In short, searching in an unsorted array takes O(n) time: you potentially have to look at every item to find out if what you're looking for is there. A sorted array lets you speed up the search. Instead of having to examine every item, you only have to examine at most log2(n) items. That makes a huge difference when numbers get large. For example, if your list contains a million items, binary search only has to examine 20 of them. Sequential search has to look at all million.

The advantage of a sorted array for the "target sum" problem is even better: you don't search the array at all. Instead, you start with pointers at the two ends. If the sum is equal to the target, emit that and move both pointers in. If less than the target, increment the lower pointer. Otherwise, decrement the upper pointer. This will find all solutions in O(n) time -- after taking O(n log n) for the sort.
For the case given in the comments, [40, 60, 1, 200, 9, 83, 17] the process looks like this:
Sort array:
[1, 9, 17, 40, 60, 83, 200]
Start your pointers at the ends, 1 + 200
The sum is 201, too large, so decrement the right pointer.
Now looking at 1 + 83. This is too small; increment the left pointer.
Now looking at 9 + 83. This is too small; increment the left pointer.
Now looking at 17 + 83. This is the target; print (17, 83) as a solution
and move *both* pointers.
Now looking at 40 + 60. This is the target; print (40, 60) as a solution
and move *both* pointers.
The pointers have now met (and passed), so you're done.
This is a lovely example. In general, sorting the array gives you a variety of options for finding things in the array much faster than checking each element in turn. A simple binary search is O(log n), and there is a variety of ways to tune this for a particular application. At worst, a binary (log base 2) search will work nicely.
However, sorting an arbitrary list costs O(n log n) as overhead; you need to figure this one-time payment into your application's needs. For instance, if your array is some sort of data base sorted by a key value (such as a name or ID number), and you have to perform millions of searches from user requests, then it's almost certainly better to sort the data base somehow before you do any searches.
If you want a thorough introduction, research "sorting and searching". One excellent reference is a book by that title by Donald Knuth; it's Vol 2 of "The Art of Computer Programming".

Related

select sublists with items that have multiple occurances throughout list

I have a nested list of integers ranging from 1 to 5 (not really).
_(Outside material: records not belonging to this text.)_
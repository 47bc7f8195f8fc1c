//! Command handlers.
//!
//! Each handler runs one [`Command`] against the registry and returns the
//! lines it emits. Lines are also logged, so a writer that cannot read the
//! response still leaves a trace in the agent log.

use tracing::{error, info};

use crate::registry::{Entry, EntryKind, Registry, RegistryError};

use super::{Command, ProtocolError, Response};

/// Execute a parsed command.
///
/// # Errors
///
/// [`ProtocolError::Operation`] when the registry call fails, and
/// [`ProtocolError::Param`] when `REMOVE:TYPE` names a type index past the end.
pub fn execute(registry: &Registry, command: Command) -> Result<Response, ProtocolError> {
    let lines = match command {
        Command::Status => handle_status(registry),
        Command::Dump(None) => handle_dump(registry)?,
        Command::Dump(Some(kind)) => handle_dump_by_type(registry, kind)?,
        Command::List(kind) => handle_list(registry, kind)?,
        Command::Clear(filter) => handle_clear(registry, filter)?,
        Command::RemoveIndex(index) => handle_remove_index(registry, index)?,
        Command::RemoveTyped { kind, type_index } => {
            handle_remove_typed(registry, kind, type_index)?
        }
        Command::Help => handle_help(),
    };

    for line in &lines {
        info!(target: "straylight::report", "{line}");
    }
    Ok(Response::Report(lines))
}

/// Command summary.
pub fn handle_help() -> Vec<String> {
    [
        "Available commands:",
        "CMD:STATUS - show counts",
        "CMD:DUMP - list all entries",
        "CMD:DUMP:TYPE:N - list entries of type N (1=MAP, 2=PATH, 3=PTRACE)",
        "CMD:LIST:TYPE:N - list type N entries with type and global indices",
        "CMD:CLEAR - remove all entries",
        "CMD:CLEAR:TYPE:N - remove all entries of type N",
        "CMD:REMOVE:INDEX:I - remove the entry at global index I",
        "CMD:REMOVE:TYPE:N:K - remove the K-th entry of type N",
        "CMD:HELP - show this help",
        "Data formats:",
        "MAP:uid:src_path:dst_path - add a path mapping",
        "PATH:path - add a single path",
        "PTRACE:uid - add a trace target",
    ]
    .iter()
    .map(|s| (*s).to_owned())
    .collect()
}

/// Total and per-type counts.
pub fn handle_status(registry: &Registry) -> Vec<String> {
    let status = registry.status();
    vec![
        format!("Total entries: {}", status.total),
        format!("Path mappings: {}", status.path_mappings),
        format!("Single paths: {}", status.single_paths),
        format!("Ptrace targets: {}", status.ptrace_targets),
    ]
}

fn handle_dump(registry: &Registry) -> Result<Vec<String>, ProtocolError> {
    let entries = registry.entries().map_err(ProtocolError::Operation)?;
    let status = registry.status();

    let mut lines = Vec::with_capacity(entries.len().saturating_add(4));
    lines.push(format!("Total entries: {}", status.total));
    for kind in EntryKind::ALL {
        lines.push(format!("{}: {}", kind.section(), status.count_of(kind)));
    }
    lines.extend(
        entries
            .iter()
            .map(|(index, entry)| format!("[{index}] {}", describe(entry))),
    );
    Ok(lines)
}

fn handle_dump_by_type(registry: &Registry, kind: EntryKind) -> Result<Vec<String>, ProtocolError> {
    let entries = registry.entries_of(kind).map_err(ProtocolError::Operation)?;
    let mut lines: Vec<String> = entries
        .iter()
        .map(|(index, entry)| format!("[{index}] {}", describe(entry)))
        .collect();
    lines.push(format!("Total of type {}: {}", kind.id(), entries.len()));
    Ok(lines)
}

fn handle_list(registry: &Registry, kind: EntryKind) -> Result<Vec<String>, ProtocolError> {
    let entries = registry.entries_of(kind).map_err(ProtocolError::Operation)?;
    let mut lines = Vec::with_capacity(entries.len().saturating_add(1));
    lines.push(format!(
        "Type {} entries ({} total)",
        kind.id(),
        entries.len()
    ));
    lines.extend(
        entries
            .iter()
            .enumerate()
            .map(|(type_index, (index, entry))| {
                format!(
                    "Type-index {type_index} (global {index}): {}",
                    describe(entry)
                )
            }),
    );
    Ok(lines)
}

fn handle_clear(
    registry: &Registry,
    filter: Option<EntryKind>,
) -> Result<Vec<String>, ProtocolError> {
    let line = match filter {
        None => {
            let freed = registry.clear().map_err(ProtocolError::Operation)?;
            format!("Cleared all entries ({freed} removed)")
        }
        Some(kind) => {
            let freed = registry
                .clear_by_type(kind)
                .map_err(ProtocolError::Operation)?;
            format!("Cleared type {} ({freed} removed)", kind.id())
        }
    };
    Ok(vec![line])
}

fn handle_remove_index(registry: &Registry, index: usize) -> Result<Vec<String>, ProtocolError> {
    registry.remove_by_global_index(index).map_err(|e| {
        error!(index, error = %e, "remove by global index failed");
        ProtocolError::Operation(e)
    })?;
    Ok(vec![format!("Removed entry at global index {index}")])
}

fn handle_remove_typed(
    registry: &Registry,
    kind: EntryKind,
    type_index: usize,
) -> Result<Vec<String>, ProtocolError> {
    match registry.remove_by_type_index(kind, type_index) {
        Ok(index) => Ok(vec![format!(
            "Removed type {} entry at type-index {type_index} (global {index})",
            kind.id()
        )]),
        Err(RegistryError::NotFound) => {
            let count = registry.count_by_type(kind);
            Err(ProtocolError::Param(format!(
                "type {} only has {count} entries, index {type_index} is out of range",
                kind.id()
            )))
        }
        Err(e) => Err(ProtocolError::Operation(e)),
    }
}

fn describe(entry: &Entry) -> String {
    match entry {
        Entry::PathMapping {
            owner_id,
            source_path,
            dest_path,
        } => format!("MAP: {owner_id}:{source_path}->{dest_path}"),
        Entry::SinglePath { path } => format!("PATH: {path}"),
        Entry::PtraceTarget { owner_id } => format!("PTRACE: {owner_id}"),
    }
}
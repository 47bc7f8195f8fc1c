//! In-process hook backend.
//!
//! A [`DispatchTable`] maps symbols to call points. Each point holds the
//! handle callers currently dispatch to; applying a hook swaps it for the
//! replacement and removing the hook swaps the original back.

use std::collections::{HashMap, HashSet};

use parking_lot::Mutex;

use super::{Handle, HookBackend, HookDescriptor, HookError, HookKind};

#[derive(Debug, Clone, Copy, PartialEq, Eq, Hash)]
enum Point {
    Function(Handle),
    TableSlot { table: Handle, number: u32 },
}

#[derive(Debug, Clone, Copy)]
struct Slot {
    current: Handle,
    hooked: bool,
}

#[derive(Debug, Default)]
struct Inner {
    functions: HashMap<&'static str, Handle>,
    tables: HashMap<&'static str, Handle>,
    slots: HashMap<Point, Slot>,
    fail_apply: HashSet<&'static str>,
}

impl Inner {
    fn point(&self, descriptor: &HookDescriptor, target: Handle) -> Point {
        match descriptor.kind {
            HookKind::Inline => Point::Function(target),
            HookKind::Syscall { number } => Point::TableSlot {
                table: target,
                number,
            },
        }
    }
}

/// Symbol-addressed table of swappable call points.
#[derive(Debug, Default)]
pub struct DispatchTable {
    inner: Mutex<Inner>,
}

impl DispatchTable {
    /// Empty table; nothing resolves.
    pub fn new() -> Self {
        Self::default()
    }

    /// Register function `symbol` at `address`, currently dispatching to `handler`.
    pub fn define_function(&self, symbol: &'static str, address: Handle, handler: Handle) {
        let mut inner = self.inner.lock();
        inner.functions.insert(symbol, address);
        inner.slots.insert(
            Point::Function(address),
            Slot {
                current: handler,
                hooked: false,
            },
        );
    }

    /// Register call table `symbol` at `address` with numbered `entries`.
    pub fn define_table(
        &self,
        symbol: &'static str,
        address: Handle,
        entries: impl IntoIterator<Item = (u32, Handle)>,
    ) {
        let mut inner = self.inner.lock();
        inner.tables.insert(symbol, address);
        for (number, handler) in entries {
            inner.slots.insert(
                Point::TableSlot {
                    table: address,
                    number,
                },
                Slot {
                    current: handler,
                    hooked: false,
                },
            );
        }
    }

    /// Make every later `apply` on `symbol` fail.
    pub fn fail_apply_on(&self, symbol: &'static str) {
        self.inner.lock().fail_apply.insert(symbol);
    }

    /// Handler a call to function `symbol` dispatches to right now.
    pub fn current(&self, symbol: &str) -> Option<Handle> {
        let inner = self.inner.lock();
        let address = inner.functions.get(symbol)?;
        inner
            .slots
            .get(&Point::Function(*address))
            .map(|s| s.current)
    }

    /// Handler in slot `number` of call table `symbol` right now.
    pub fn current_slot(&self, symbol: &str, number: u32) -> Option<Handle> {
        let inner = self.inner.lock();
        let table = *inner.tables.get(symbol)?;
        inner
            .slots
            .get(&Point::TableSlot { table, number })
            .map(|s| s.current)
    }

    /// Number of points currently hooked.
    pub fn active_hooks(&self) -> usize {
        self.inner.lock().slots.values().filter(|s| s.hooked).count()
    }
}

impl HookBackend for DispatchTable {
    fn resolve(&self, descriptor: &HookDescriptor) -> Option<Handle> {
        let inner = self.inner.lock();
        match descriptor.kind {
            HookKind::Inline => inner.functions.get(descriptor.symbol).copied(),
            HookKind::Syscall { number } => {
                let table = *inner.tables.get(descriptor.symbol)?;
                inner
                    .slots
                    .contains_key(&Point::TableSlot { table, number })
                    .then_some(table)
            }
        }
    }

    fn apply(&self, descriptor: &HookDescriptor, target: Handle) -> Result<Handle, HookError> {
        let mut inner = self.inner.lock();
        let failed = |reason: &str| HookError::ApplyFailed {
            symbol: descriptor.symbol,
            reason: reason.to_owned(),
        };

        if inner.fail_apply.contains(descriptor.symbol) {
            return Err(failed("injected failure"));
        }
        let point = inner.point(descriptor, target);
        let slot = inner
            .slots
            .get_mut(&point)
            .ok_or_else(|| failed("no call point at target"))?;
        if slot.hooked {
            return Err(failed("call point already hooked"));
        }

        let original = slot.current;
        slot.current = descriptor.replacement;
        slot.hooked = true;
        Ok(original)
    }

    fn remove(&self, descriptor: &HookDescriptor, target: Handle, original: Handle) {
        let mut inner = self.inner.lock();
        let point = inner.point(descriptor, target);
        if let Some(slot) = inner.slots.get_mut(&point) {
            slot.current = original;
            slot.hooked = false;
        }
    }
}
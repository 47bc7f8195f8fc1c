//! Tests for `InterceptionSet` install/rollback/uninstall.

use std::thread;

use straylight::hooks::{
    DispatchTable, Handle, HookBackend, HookDescriptor, HookError, InterceptionSet,
};

const SYMBOLS: [&str; 5] = ["point_a", "point_b", "point_c", "point_d", "point_e"];

fn original(i: usize) -> Handle {
    Handle(0x1000 + i)
}

fn replacement(i: usize) -> Handle {
    Handle(0x9000 + i)
}

fn backend() -> DispatchTable {
    let table = DispatchTable::new();
    for (i, symbol) in SYMBOLS.into_iter().enumerate() {
        table.define_function(symbol, Handle(0x100 + i), original(i));
    }
    table.define_table("call_table", Handle(0x500), [(59, Handle(0x5059))]);
    table
}

fn five_point_set() -> InterceptionSet<5> {
    InterceptionSet::new(
        "five",
        [
            HookDescriptor::inline("point_a", replacement(0)),
            HookDescriptor::inline("point_b", replacement(1)),
            HookDescriptor::inline("point_c", replacement(2)),
            HookDescriptor::inline("point_d", replacement(3)),
            HookDescriptor::inline("point_e", replacement(4)),
        ],
    )
}

fn assert_pristine(table: &DispatchTable) {
    for (i, symbol) in SYMBOLS.iter().enumerate() {
        assert_eq!(table.current(symbol), Some(original(i)), "{symbol}");
    }
    assert_eq!(table.current_slot("call_table", 59), Some(Handle(0x5059)));
    assert_eq!(table.active_hooks(), 0);
}

#[test]
fn install_applies_every_hook_and_saves_originals() {
    let table = backend();
    let set = five_point_set();

    assert!(set.install(&table));
    assert!(set.is_installed());
    assert_eq!(table.active_hooks(), 5);
    for (i, symbol) in SYMBOLS.iter().enumerate() {
        assert_eq!(table.current(symbol), Some(replacement(i)));
        assert_eq!(set.saved_original(symbol), Some(original(i)));
    }
}

#[test]
fn kth_apply_failure_rolls_back_earlier_hooks() {
    for (k, symbol) in SYMBOLS.into_iter().enumerate() {
        let table = backend();
        table.fail_apply_on(symbol);
        let set = five_point_set();

        let result = set.try_install(&table);
        assert!(
            matches!(result, Err(HookError::ApplyFailed { symbol: s, .. }) if s == symbol),
            "failure at hook {k} should surface, got {result:?}"
        );
        assert!(!set.is_installed());
        assert_pristine(&table);
        for other in SYMBOLS {
            assert_eq!(set.saved_original(other), None);
        }
    }
}

#[test]
fn install_reports_false_on_failure() {
    let table = backend();
    table.fail_apply_on("point_c");
    let set = five_point_set();

    assert!(!set.install(&table));
    assert!(!set.is_installed());
    assert_pristine(&table);
}

#[test]
fn unresolved_symbol_is_bad_address_and_touches_nothing() {
    let table = backend();
    let set = InterceptionSet::new(
        "partial",
        [
            HookDescriptor::inline("point_a", replacement(0)),
            HookDescriptor::inline("missing_point", replacement(1)),
        ],
    );

    assert_eq!(
        set.try_install(&table),
        Err(HookError::BadAddress {
            symbol: "missing_point"
        })
    );
    assert!(!set.is_installed());
    assert_pristine(&table);
}

#[test]
fn double_install_is_a_noop() {
    let table = backend();
    let set = five_point_set();

    assert!(set.install(&table));
    assert!(set.install(&table));
    assert_eq!(set.try_install(&table), Ok(()));
    assert_eq!(table.active_hooks(), 5);
    assert_eq!(set.saved_original("point_a"), Some(original(0)));
}

#[test]
fn uninstall_restores_and_clears_saved_state() {
    let table = backend();
    let set = five_point_set();
    assert!(set.install(&table));

    assert!(set.uninstall(&table));
    assert!(!set.is_installed());
    assert_pristine(&table);
    assert_eq!(set.saved_original("point_a"), None);

    // Already uninstalled: still a success.
    assert!(set.uninstall(&table));
    assert_pristine(&table);
}

#[test]
fn uninstall_of_never_installed_set_succeeds() {
    let table = backend();
    let set = InterceptionSet::new("idle", [HookDescriptor::inline("point_a", replacement(0))]);

    assert!(set.uninstall(&table));
    assert!(!set.is_installed());
    assert_pristine(&table);
}

#[test]
fn first_hook_failure_leaves_nothing_to_roll_back() {
    let table = backend();
    table.fail_apply_on("point_a");
    let set = five_point_set();

    assert!(matches!(
        set.try_install(&table),
        Err(HookError::ApplyFailed { symbol: "point_a", .. })
    ));
    assert!(!set.is_installed());
    assert_pristine(&table);
    // The set stays usable once the backend recovers.
    let healthy = backend();
    assert!(set.install(&healthy));
    assert_eq!(healthy.active_hooks(), 5);
}

#[test]
fn reinstall_after_uninstall_works() {
    let table = backend();
    let set = five_point_set();
    assert!(set.install(&table));
    assert!(set.uninstall(&table));
    assert!(set.install(&table));
    assert_eq!(table.active_hooks(), 5);
}

#[test]
fn mixed_inline_and_syscall_set() {
    let table = backend();
    let set = InterceptionSet::new(
        "mixed",
        [
            HookDescriptor::inline("point_a", replacement(0)),
            HookDescriptor::inline("point_b", replacement(1)),
            HookDescriptor::syscall("call_table", 59, Handle(0x7777)),
        ],
    );

    assert!(set.install(&table));
    assert_eq!(table.current_slot("call_table", 59), Some(Handle(0x7777)));
    assert_eq!(set.saved_original("call_table"), Some(Handle(0x5059)));

    assert!(set.uninstall(&table));
    assert_pristine(&table);
}

#[test]
fn syscall_failure_rolls_back_inline_hooks() {
    let table = backend();
    table.fail_apply_on("call_table");
    let set = InterceptionSet::new(
        "mixed",
        [
            HookDescriptor::inline("point_a", replacement(0)),
            HookDescriptor::inline("point_b", replacement(1)),
            HookDescriptor::syscall("call_table", 59, Handle(0x7777)),
        ],
    );

    assert!(!set.install(&table));
    assert_pristine(&table);
}

#[test]
fn overlapping_sets_conflict_cleanly() {
    let table = backend();
    let first = InterceptionSet::new("first", [HookDescriptor::inline("point_e", replacement(4))]);
    let second = InterceptionSet::new(
        "second",
        [
            HookDescriptor::inline("point_d", replacement(3)),
            HookDescriptor::inline("point_e", Handle(0xdead)),
        ],
    );

    assert!(first.install(&table));
    assert!(!second.install(&table));
    assert_eq!(table.current("point_d"), Some(original(3)));
    assert_eq!(table.current("point_e"), Some(replacement(4)));
    assert_eq!(table.active_hooks(), 1);
}

#[test]
fn racing_install_and_uninstall_leave_consistent_state() {
    let table = backend();
    let set = five_point_set();

    thread::scope(|scope| {
        for _ in 0..4 {
            scope.spawn(|| {
                for _ in 0..50 {
                    set.install(&table);
                    set.uninstall(&table);
                }
            });
        }
    });

    let expected = if set.is_installed() { 5 } else { 0 };
    assert_eq!(table.active_hooks(), expected);
    if !set.is_installed() {
        assert_pristine(&table);
    }
}

#[test]
fn backend_trait_is_object_safe() {
    let table = backend();
    let backend: &dyn HookBackend = &table;
    let descriptor = HookDescriptor::inline("point_a", replacement(0));
    assert_eq!(backend.resolve(&descriptor), Some(Handle(0x100)));
}
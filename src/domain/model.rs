use crate::utils::error::{ClientError, Result};
use serde::{Deserialize, Serialize};
use std::fmt;
use std::path::{Path, PathBuf};
use std::str::FromStr;

/// Fixed origin every endpoint fragment is appended to.
pub const BASE_URL: &str = "https://jsonplaceholder.typicode.com";

#[derive(Debug, Clone, Copy, PartialEq, Eq, Serialize, Deserialize)]
#[cfg_attr(feature = "cli", derive(clap::ValueEnum))]
#[serde(rename_all = "lowercase")]
pub enum Method {
    Get,
    Post,
}

impl Method {
    pub fn as_str(&self) -> &'static str {
        match self {
            Method::Get => "get",
            Method::Post => "post",
        }
    }
}

impl fmt::Display for Method {
    fn fmt(&self, f: &mut fmt::Formatter<'_>) -> fmt::Result {
        f.write_str(self.as_str())
    }
}

impl FromStr for Method {
    type Err = ClientError;

    fn from_str(s: &str) -> Result<Self> {
        match s.to_ascii_lowercase().as_str() {
            "get" => Ok(Method::Get),
            "post" => Ok(Method::Post),
            _ => Err(ClientError::UnsupportedMethod {
                method: s.to_string(),
            }),
        }
    }
}

#[derive(Debug, Clone, PartialEq, Eq)]
pub struct RequestDescriptor {
    pub method: Method,
    pub endpoint: String,
    pub data: Option<String>,
}

impl RequestDescriptor {
    pub fn new(method: Method, endpoint: impl Into<String>, data: Option<String>) -> Self {
        Self {
            method,
            endpoint: endpoint.into(),
            data,
        }
    }

    /// The fragment is appended verbatim, no slash normalisation.
    pub fn url(&self, base_url: &str) -> String {
        format!("{}{}", base_url, self.endpoint)
    }
}

#[derive(Debug, Clone, PartialEq, Eq)]
pub struct ApiResponse {
    pub status: u16,
    pub body: String,
}

impl ApiResponse {
    pub fn new(status: u16, body: impl Into<String>) -> Self {
        Self {
            status,
            body: body.into(),
        }
    }

    pub fn is_success(&self) -> bool {
        self.status / 100 == 2
    }

    pub fn json(&self) -> Result<serde_json::Value> {
        Ok(serde_json::from_str(&self.body)?)
    }
}

#[derive(Debug, Clone, Copy, PartialEq, Eq)]
pub enum OutputFormat {
    Json,
    Csv,
}

impl OutputFormat {
    /// 依副檔名判斷輸出格式，僅支援 .json 與 .csv
    pub fn from_path(path: &Path) -> Result<Self> {
        let name = path.to_string_lossy();
        if name.ends_with(".json") {
            Ok(OutputFormat::Json)
        } else if name.ends_with(".csv") {
            Ok(OutputFormat::Csv)
        } else {
            Err(ClientError::UnsupportedOutputFormat {
                path: name.into_owned(),
            })
        }
    }
}

/// What a successful run ended with.
#[derive(Debug, Clone, PartialEq)]
pub enum Outcome {
    Printed(serde_json::Value),
    Saved { path: PathBuf, format: OutputFormat },
}
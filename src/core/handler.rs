use crate::core::serializer::Serializer;
use crate::core::{ApiResponse, Outcome, OutputFormat, Storage};
use crate::utils::error::{ClientError, Result};
use std::io::Write;
use std::path::{Path, PathBuf};

/// Turns a completed response into stdout output, a saved file, or a `RemoteFailure`.
pub struct ResponseHandler<S: Storage> {
    serializer: Serializer<S>,
}

impl<S: Storage> ResponseHandler<S> {
    pub fn new(storage: S) -> Self {
        Self {
            serializer: Serializer::new(storage),
        }
    }

    pub async fn handle<W: Write>(
        &self,
        response: &ApiResponse,
        output: Option<&str>,
        out: &mut W,
    ) -> Result<Outcome> {
        writeln!(out, "HTTP Status Code: {}", response.status)?;

        if !response.is_success() {
            tracing::debug!("Non-2xx status {}, reporting raw body", response.status);
            writeln!(out, "Error: {}", response.body)?;
            return Err(ClientError::RemoteFailure {
                status: response.status,
                body: response.body.clone(),
            });
        }

        match output {
            Some(path) => {
                let format = OutputFormat::from_path(Path::new(path))?;
                let body = response.json()?;
                let saved = self.serializer.save(&body, path, format).await?;
                tracing::info!("Response saved to {} ({:?})", saved, format);
                Ok(Outcome::Saved {
                    path: PathBuf::from(saved),
                    format,
                })
            }
            None => {
                let body = response.json()?;
                writeln!(out, "{}", serde_json::to_string_pretty(&body)?)?;
                Ok(Outcome::Printed(body))
            }
        }
    }
}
I want to ensure that each integer occurs at least once in the list, and if one is missing to replace a sublist with a list that contains the missing integer. (I have a full set of possible sublists to choose from.) I'm having trouble working out the syntax for ensuring that the removed list contains integers that have muliple occurances so that I don't recreate the missing integer problem I'm attempting to solve. Here's an example:
a = [[2], [4], [1], [1, 2], [1,2,5]]
Notice 3 is missing. If I randomly choose the the second or fifth sublist for replacement then either the 4 or 5 will be missing. I need to choose the first, third or fourth sublist, where each of the sublist elements i has a list.count(i) > 1.
Therefore I want to create a new list of viable selection candidates. I believe the solution should look something like this
b = [item for item in a if sum(a.count(i)) > 1 for i in item]
but Python3 is complaining that
UnboundLocalError: local variable 'i' referenced before assignment.
Any suggestions? Note: the algorithm will need to be able to scale to thousands of sublists, but this would rarely happen because the probability of a missing integer in those cases becomes nearly 0.
Thanks for looking!

Most Efficient Way to Loop Through Columns of Identical Data - Without Duplicates

I have coded something to evaluate the result of every possible combination of inputs, in hopes to optimize a solution.
I have three identical columns of inputs, and my loop cycles through them all in search of the best combinations of inputs to yield the highest output. Example:
475,475,475
391,391,391
24,24,24
999,999,999
Duplicates are not allowed. I have been able to error correct for this per iteration, but not iteration v. iteration. As an example the first result I evaluate is 475 391 24.
QUESTION: The order of the inputs have no impact on the result I am evaluating. My dataset is so large, it is time consuming to evaluate 475 391 24 and then later again evaluate 391 475 24, and then again evaluate 24 391 475. Is there aa way to design around this? I am unable to manipulate the the source data. I have only a modest VBA skillset, but even the basic concept of solving this problem would be helpful. I imagine this is a common problem in many programming languages.
A possible solution would be to use a dictionary in some way: whenever you read the 3 values, sort them, put them in a CSV string in ascending order, then lookup in the dictionary.
It is hard to tell for sure if this will accelerate your code, because you need to make sure if your evaluation function is more or less expensive than the operation of sorting and dictionary lookup.
Another possibility is to remove duplicates from your data after doing some tranformation on it. Suppose your data is in columns A, B and C. Generate data into D, E and F with formulas in the following way:
the first column holds the min: Di--> =min(Ai:Ci)
the third column is the max: Fi --> =max(Ai, Ci))
the second column is the middle Ei--> =sum(Ai:Ci) - Di - Fi)
after then, select the range in D,E,F, copy and paste it as values, Remove Duplicates, and finally, apply your procedure on the remaining data.
If the order of inputs has no impact, you could first sort the lists. Then choose an item from the first column, an item from the second column that is greater the the first item, and an item from the third that is greater than the second. This assures that each combination is tried only once, not 6 times (so a ~6X speedup if the initial sort not too burdensome).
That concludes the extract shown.